■ TASK OBJECTIVE:
Please copy each line below that contains the string "TopicOutlierRecord".
□ □ □ □ □ □ □
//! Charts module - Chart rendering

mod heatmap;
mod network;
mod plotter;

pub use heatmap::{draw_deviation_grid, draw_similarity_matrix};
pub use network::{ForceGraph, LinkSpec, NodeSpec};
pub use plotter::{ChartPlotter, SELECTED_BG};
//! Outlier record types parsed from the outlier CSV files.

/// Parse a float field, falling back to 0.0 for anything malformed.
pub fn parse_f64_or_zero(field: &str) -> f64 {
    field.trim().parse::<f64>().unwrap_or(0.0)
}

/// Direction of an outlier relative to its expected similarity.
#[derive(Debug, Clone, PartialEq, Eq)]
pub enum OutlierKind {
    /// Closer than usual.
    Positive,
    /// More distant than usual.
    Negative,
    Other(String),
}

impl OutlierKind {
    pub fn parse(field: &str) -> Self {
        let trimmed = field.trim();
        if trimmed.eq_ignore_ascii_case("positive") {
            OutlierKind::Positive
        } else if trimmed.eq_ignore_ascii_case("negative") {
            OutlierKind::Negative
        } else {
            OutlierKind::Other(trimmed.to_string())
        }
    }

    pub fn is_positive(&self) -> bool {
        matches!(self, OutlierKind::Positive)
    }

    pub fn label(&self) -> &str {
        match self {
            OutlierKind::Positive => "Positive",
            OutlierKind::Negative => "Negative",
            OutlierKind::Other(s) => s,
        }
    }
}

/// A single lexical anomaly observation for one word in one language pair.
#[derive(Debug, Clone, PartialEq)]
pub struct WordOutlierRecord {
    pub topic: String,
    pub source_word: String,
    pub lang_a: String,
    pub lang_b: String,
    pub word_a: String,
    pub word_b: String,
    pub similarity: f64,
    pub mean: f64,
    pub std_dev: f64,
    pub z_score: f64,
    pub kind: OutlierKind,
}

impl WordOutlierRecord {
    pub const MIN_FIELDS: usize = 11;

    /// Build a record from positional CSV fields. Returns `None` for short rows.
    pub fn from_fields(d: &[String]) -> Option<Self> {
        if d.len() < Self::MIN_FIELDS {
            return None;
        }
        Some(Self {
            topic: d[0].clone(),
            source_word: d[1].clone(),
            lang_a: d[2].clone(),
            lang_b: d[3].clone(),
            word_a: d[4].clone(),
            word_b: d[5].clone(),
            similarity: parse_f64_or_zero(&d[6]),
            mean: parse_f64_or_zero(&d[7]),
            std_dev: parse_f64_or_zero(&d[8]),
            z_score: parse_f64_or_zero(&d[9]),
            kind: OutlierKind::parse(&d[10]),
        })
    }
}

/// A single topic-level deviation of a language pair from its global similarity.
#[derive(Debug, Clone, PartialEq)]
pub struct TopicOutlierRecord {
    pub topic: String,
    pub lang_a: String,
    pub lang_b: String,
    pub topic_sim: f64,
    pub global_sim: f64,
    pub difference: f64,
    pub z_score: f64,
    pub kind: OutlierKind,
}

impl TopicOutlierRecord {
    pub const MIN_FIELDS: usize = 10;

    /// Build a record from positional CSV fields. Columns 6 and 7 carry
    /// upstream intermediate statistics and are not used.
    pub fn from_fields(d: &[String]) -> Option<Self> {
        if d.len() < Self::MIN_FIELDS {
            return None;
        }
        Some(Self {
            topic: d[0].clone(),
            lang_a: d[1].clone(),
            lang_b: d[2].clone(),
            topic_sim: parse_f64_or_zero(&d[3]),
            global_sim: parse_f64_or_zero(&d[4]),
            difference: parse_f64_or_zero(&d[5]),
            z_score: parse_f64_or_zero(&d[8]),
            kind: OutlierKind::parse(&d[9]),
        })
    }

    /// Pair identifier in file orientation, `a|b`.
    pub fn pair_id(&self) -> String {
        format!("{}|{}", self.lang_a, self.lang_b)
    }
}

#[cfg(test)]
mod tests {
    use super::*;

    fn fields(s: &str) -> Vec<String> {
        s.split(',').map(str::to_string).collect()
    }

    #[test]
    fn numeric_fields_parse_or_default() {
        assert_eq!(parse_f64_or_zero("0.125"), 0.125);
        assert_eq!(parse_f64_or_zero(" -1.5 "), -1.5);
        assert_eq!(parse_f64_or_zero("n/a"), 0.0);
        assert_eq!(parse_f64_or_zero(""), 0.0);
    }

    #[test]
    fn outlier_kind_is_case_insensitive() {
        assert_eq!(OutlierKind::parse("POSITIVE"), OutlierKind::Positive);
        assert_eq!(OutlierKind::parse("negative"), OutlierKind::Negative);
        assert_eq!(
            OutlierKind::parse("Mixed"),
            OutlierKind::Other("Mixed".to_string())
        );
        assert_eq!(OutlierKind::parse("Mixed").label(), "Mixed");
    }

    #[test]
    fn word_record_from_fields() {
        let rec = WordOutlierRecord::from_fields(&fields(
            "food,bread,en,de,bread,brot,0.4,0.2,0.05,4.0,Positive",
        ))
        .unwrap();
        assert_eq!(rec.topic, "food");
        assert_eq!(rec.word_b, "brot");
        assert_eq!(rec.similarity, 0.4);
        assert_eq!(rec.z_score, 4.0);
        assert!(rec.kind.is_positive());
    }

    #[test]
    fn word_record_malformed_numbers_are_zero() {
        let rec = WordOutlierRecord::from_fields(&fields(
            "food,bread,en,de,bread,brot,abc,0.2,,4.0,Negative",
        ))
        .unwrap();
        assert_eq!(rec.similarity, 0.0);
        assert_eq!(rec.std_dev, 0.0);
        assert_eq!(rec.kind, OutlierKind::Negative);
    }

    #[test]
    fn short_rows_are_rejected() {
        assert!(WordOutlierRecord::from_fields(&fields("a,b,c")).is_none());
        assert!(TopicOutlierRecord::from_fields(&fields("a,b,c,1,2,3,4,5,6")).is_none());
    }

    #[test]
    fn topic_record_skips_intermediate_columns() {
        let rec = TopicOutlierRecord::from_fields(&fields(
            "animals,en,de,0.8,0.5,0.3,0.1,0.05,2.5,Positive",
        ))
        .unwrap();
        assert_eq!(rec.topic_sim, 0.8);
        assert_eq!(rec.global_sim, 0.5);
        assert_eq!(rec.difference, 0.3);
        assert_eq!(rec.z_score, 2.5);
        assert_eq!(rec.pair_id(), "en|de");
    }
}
□ □ □ □ □ □ □
■ EXPECTED ANSWER:
pub struct TopicOutlierRecord {
impl TopicOutlierRecord {
        assert!(TopicOutlierRecord::from_fields(&fields("a,b,c,1,2,3,4,5,6")).is_none());
        let rec = TopicOutlierRecord::from_fields(&fields(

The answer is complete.